** Opening WORKING DATA block **
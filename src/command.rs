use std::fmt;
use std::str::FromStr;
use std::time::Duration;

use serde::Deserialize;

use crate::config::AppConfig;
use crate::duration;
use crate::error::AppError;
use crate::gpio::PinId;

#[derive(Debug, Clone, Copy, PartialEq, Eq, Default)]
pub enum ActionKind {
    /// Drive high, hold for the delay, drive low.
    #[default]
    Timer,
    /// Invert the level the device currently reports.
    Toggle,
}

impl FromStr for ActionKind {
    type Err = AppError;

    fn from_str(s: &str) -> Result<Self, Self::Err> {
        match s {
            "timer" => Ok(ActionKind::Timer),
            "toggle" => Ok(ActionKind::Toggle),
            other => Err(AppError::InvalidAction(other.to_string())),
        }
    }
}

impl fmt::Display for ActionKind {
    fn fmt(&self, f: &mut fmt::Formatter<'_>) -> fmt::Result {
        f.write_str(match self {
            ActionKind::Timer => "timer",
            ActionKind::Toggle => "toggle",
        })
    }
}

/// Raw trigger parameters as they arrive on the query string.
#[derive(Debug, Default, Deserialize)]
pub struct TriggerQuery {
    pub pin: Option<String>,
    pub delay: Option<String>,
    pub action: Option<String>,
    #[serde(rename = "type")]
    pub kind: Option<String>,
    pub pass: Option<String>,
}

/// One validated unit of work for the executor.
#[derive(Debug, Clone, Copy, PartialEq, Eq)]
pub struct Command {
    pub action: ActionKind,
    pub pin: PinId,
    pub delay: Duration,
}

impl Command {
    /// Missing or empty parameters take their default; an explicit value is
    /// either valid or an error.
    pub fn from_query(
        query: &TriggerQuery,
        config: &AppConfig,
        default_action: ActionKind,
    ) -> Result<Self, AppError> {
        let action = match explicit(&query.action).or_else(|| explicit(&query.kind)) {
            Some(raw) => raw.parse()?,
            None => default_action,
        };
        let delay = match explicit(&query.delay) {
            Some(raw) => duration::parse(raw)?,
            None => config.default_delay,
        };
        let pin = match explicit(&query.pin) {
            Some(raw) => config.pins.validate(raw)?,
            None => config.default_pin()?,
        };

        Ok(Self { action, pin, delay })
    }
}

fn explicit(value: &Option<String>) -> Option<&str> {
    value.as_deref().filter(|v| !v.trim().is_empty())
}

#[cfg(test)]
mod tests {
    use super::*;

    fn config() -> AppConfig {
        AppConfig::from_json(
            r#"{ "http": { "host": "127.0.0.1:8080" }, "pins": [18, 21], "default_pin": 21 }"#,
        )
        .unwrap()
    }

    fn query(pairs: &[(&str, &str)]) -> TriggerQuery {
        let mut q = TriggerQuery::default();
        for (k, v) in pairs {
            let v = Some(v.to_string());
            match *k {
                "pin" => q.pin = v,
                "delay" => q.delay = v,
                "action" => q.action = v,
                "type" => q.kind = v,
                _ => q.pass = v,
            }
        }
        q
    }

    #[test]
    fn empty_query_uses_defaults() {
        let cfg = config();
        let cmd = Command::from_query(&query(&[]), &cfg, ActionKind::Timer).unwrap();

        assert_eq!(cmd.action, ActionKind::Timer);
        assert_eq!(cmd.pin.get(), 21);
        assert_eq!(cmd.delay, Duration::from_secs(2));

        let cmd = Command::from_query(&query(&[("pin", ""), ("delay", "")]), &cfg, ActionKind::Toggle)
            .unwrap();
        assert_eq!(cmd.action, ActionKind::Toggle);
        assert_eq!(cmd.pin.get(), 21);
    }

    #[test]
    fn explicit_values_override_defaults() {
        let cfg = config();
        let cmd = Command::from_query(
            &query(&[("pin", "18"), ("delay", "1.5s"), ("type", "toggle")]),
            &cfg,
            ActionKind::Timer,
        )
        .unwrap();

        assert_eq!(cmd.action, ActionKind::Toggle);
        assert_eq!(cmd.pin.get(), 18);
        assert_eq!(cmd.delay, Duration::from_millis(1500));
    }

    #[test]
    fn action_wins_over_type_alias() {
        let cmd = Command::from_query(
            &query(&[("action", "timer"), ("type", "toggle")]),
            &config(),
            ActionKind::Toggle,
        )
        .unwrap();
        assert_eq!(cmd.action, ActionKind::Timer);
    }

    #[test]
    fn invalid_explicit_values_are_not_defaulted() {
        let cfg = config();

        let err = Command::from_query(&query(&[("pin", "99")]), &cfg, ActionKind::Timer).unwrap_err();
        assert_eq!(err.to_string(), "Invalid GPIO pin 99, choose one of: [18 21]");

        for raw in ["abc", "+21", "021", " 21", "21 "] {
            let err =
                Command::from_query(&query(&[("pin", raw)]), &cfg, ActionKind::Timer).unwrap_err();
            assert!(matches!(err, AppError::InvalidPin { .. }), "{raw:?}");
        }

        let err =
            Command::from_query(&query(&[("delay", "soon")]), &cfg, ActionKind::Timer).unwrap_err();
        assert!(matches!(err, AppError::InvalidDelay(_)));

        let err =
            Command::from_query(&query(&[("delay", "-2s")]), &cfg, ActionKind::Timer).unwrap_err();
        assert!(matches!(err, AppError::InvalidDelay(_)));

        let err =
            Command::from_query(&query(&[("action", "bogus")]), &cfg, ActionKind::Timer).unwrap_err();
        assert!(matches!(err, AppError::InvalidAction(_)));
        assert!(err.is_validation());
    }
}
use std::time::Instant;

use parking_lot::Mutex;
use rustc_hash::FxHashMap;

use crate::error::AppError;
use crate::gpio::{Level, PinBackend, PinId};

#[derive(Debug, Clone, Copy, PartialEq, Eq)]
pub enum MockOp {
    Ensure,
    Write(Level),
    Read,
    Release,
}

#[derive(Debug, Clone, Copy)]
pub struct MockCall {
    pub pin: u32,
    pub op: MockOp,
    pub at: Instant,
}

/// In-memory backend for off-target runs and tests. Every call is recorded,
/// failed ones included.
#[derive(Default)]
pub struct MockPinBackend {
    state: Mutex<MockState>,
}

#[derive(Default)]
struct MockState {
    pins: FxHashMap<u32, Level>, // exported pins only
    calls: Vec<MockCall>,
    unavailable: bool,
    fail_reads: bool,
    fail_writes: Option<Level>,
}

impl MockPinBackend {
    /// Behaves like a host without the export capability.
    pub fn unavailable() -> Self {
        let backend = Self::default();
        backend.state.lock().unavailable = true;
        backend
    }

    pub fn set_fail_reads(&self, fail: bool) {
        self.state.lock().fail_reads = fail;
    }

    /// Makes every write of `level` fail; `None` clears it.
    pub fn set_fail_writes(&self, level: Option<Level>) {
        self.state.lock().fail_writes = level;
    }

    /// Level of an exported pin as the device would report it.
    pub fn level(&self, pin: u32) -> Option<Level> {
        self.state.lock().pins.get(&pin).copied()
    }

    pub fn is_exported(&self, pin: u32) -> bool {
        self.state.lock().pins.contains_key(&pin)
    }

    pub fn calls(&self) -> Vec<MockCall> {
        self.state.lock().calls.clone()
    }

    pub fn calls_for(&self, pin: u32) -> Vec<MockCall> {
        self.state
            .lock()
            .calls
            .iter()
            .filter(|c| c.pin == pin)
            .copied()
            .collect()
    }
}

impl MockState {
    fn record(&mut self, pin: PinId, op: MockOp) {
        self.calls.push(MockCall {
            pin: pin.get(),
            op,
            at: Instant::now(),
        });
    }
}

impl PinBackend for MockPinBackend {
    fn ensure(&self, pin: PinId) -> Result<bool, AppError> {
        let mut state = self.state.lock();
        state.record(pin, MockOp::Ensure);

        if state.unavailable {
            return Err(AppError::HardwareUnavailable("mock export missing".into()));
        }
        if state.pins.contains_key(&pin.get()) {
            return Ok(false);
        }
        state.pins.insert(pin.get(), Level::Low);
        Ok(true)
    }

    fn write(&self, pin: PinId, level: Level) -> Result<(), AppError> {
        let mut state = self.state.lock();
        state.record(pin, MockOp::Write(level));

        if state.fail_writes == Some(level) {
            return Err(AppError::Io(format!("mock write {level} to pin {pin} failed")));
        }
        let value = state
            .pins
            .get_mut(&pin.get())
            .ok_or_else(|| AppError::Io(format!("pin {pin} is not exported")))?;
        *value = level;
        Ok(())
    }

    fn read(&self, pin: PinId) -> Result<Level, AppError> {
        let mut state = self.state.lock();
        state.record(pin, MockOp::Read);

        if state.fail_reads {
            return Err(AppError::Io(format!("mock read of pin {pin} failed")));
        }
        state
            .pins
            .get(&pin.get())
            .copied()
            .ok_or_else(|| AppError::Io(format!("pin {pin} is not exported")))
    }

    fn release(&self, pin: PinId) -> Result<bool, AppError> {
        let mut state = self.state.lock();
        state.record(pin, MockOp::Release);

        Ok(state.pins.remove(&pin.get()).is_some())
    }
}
** Closing WORKING DATA block **
** Opening WORKING DATA block **
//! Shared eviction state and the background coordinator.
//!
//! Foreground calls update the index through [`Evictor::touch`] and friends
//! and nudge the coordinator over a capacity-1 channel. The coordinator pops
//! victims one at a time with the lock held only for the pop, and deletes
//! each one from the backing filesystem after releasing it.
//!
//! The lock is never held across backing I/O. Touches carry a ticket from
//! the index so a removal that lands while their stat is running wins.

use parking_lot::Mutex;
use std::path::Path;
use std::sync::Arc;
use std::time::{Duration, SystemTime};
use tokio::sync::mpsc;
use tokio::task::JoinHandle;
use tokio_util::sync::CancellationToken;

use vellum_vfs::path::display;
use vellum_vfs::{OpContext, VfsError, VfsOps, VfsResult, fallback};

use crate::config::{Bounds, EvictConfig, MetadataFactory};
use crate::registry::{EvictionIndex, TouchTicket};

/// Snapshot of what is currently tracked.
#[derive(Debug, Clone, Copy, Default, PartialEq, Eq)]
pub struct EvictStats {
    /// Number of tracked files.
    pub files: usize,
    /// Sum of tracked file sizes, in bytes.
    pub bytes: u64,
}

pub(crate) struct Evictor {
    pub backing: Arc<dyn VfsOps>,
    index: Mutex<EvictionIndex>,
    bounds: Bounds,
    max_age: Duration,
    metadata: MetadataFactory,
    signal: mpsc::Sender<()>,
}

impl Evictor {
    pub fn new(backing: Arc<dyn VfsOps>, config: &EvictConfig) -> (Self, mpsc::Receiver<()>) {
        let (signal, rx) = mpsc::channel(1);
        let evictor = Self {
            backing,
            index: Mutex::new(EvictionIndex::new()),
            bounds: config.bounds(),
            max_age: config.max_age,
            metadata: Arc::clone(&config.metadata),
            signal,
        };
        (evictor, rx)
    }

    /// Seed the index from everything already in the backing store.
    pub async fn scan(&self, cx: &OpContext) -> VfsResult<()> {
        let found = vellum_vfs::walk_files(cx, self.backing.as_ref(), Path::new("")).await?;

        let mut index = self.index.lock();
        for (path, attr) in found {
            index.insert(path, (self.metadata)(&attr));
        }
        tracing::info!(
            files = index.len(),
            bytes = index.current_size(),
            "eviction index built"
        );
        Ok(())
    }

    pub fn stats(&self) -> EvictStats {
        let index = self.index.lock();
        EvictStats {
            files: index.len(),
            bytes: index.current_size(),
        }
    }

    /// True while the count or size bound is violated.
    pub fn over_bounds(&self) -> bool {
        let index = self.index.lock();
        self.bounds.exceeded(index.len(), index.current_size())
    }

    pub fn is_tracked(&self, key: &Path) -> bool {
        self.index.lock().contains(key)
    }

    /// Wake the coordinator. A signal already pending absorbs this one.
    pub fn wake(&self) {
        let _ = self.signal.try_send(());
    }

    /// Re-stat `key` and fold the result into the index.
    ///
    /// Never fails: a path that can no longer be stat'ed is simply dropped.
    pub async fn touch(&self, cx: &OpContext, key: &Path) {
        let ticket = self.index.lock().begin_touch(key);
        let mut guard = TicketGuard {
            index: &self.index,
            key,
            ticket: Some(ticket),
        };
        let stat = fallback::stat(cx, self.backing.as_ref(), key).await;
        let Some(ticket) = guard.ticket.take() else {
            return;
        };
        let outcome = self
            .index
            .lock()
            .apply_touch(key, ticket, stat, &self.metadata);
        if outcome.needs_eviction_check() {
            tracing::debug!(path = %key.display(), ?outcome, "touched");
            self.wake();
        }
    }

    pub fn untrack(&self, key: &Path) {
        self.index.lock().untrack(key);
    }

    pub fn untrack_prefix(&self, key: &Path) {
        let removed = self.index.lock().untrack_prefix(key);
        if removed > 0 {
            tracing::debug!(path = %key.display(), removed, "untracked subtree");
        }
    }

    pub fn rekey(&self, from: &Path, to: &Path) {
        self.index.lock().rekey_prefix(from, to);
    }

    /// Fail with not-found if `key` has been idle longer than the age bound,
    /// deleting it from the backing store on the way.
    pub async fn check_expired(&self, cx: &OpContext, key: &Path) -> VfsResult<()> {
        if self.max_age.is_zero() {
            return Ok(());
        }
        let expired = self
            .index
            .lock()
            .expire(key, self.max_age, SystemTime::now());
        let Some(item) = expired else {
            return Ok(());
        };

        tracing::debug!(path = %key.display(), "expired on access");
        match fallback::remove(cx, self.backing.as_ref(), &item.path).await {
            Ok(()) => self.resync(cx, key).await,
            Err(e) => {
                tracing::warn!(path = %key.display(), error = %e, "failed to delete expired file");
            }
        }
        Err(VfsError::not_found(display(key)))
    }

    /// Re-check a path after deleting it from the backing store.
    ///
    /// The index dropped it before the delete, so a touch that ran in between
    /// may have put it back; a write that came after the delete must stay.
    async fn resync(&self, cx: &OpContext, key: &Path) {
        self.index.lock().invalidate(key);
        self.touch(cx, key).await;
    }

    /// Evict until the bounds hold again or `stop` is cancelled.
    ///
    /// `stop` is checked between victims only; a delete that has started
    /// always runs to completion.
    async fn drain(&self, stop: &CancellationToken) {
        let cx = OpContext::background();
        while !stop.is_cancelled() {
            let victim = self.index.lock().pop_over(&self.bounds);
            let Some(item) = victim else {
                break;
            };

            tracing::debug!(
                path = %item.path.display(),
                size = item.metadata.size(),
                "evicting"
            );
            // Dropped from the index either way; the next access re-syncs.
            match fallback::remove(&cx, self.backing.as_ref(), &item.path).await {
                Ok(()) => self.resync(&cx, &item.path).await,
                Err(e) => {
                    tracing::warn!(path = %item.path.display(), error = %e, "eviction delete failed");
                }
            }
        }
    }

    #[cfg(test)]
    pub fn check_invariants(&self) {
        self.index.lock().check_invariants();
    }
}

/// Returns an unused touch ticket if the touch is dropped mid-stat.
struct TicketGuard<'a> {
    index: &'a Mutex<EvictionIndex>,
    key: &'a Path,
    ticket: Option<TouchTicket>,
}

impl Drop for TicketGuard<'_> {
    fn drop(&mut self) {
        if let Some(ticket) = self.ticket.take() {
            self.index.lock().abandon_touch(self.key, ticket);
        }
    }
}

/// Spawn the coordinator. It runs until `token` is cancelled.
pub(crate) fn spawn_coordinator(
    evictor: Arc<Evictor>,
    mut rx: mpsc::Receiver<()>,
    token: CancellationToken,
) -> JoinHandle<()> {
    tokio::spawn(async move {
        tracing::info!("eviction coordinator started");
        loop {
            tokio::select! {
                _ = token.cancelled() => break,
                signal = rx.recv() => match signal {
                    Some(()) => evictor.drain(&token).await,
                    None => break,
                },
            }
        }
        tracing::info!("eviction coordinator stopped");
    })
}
** Closing WORKING DATA block **
** Opening WORKING DATA block **
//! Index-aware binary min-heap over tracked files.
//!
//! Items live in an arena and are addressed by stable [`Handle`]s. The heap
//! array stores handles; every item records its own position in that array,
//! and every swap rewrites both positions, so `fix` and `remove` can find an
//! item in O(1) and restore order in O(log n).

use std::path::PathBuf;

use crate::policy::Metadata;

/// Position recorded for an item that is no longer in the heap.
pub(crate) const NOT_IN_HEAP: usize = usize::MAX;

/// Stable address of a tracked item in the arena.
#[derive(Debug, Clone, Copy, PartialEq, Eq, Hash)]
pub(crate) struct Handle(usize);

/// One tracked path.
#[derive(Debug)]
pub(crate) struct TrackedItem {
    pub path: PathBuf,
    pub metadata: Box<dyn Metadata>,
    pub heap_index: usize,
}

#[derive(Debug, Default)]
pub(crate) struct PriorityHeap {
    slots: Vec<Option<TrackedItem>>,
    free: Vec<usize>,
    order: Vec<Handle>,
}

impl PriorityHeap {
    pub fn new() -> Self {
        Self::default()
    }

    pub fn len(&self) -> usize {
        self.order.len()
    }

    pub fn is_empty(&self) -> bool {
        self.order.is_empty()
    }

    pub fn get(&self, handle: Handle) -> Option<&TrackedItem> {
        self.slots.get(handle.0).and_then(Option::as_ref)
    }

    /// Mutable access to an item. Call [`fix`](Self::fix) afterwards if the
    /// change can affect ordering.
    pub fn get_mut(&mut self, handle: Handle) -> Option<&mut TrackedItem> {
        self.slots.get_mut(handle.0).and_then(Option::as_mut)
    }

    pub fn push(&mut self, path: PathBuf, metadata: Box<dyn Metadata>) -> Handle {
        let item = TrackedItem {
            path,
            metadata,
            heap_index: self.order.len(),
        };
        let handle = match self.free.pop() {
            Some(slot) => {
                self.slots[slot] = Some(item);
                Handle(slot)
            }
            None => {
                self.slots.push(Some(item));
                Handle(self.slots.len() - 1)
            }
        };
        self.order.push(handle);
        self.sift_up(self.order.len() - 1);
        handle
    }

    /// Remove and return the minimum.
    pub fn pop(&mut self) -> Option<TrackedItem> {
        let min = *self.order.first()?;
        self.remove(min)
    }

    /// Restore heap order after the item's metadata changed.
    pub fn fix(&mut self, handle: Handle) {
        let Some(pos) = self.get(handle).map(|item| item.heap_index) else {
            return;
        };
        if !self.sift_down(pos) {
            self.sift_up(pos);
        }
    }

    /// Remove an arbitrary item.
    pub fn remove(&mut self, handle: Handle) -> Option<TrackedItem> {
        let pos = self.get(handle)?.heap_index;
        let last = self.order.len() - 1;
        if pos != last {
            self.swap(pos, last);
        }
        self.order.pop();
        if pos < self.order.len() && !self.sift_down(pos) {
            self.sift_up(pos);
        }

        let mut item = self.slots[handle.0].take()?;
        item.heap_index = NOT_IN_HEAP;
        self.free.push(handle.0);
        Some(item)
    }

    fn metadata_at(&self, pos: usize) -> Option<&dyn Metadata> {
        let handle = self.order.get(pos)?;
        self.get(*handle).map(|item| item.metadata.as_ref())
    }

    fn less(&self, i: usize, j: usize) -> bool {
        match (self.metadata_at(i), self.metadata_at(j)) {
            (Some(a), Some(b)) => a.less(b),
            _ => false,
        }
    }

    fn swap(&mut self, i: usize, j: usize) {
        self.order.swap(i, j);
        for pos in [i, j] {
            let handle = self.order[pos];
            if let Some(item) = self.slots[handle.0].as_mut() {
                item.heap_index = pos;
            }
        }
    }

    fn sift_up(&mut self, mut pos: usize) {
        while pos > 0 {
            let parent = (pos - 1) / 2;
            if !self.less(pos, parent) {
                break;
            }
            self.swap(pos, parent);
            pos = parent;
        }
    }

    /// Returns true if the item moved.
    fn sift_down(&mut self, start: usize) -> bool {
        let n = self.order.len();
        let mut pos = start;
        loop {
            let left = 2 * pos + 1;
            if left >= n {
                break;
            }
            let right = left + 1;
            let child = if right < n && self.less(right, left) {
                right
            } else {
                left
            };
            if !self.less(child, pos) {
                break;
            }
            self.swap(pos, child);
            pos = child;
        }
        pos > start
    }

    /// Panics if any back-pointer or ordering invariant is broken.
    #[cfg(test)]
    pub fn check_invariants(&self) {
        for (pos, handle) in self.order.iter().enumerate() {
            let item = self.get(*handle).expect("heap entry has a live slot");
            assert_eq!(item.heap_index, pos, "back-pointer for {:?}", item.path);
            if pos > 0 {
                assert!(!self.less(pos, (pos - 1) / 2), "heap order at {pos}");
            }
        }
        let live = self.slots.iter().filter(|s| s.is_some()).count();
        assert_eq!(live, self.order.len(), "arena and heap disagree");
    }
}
** Closing WORKING DATA block **
> **THE PROBLEM**
Take every line of the material that contains the word "right", and copy it.

> **REPLY**
            let right = left + 1;
            let child = if right < n && self.less(right, left) {
                right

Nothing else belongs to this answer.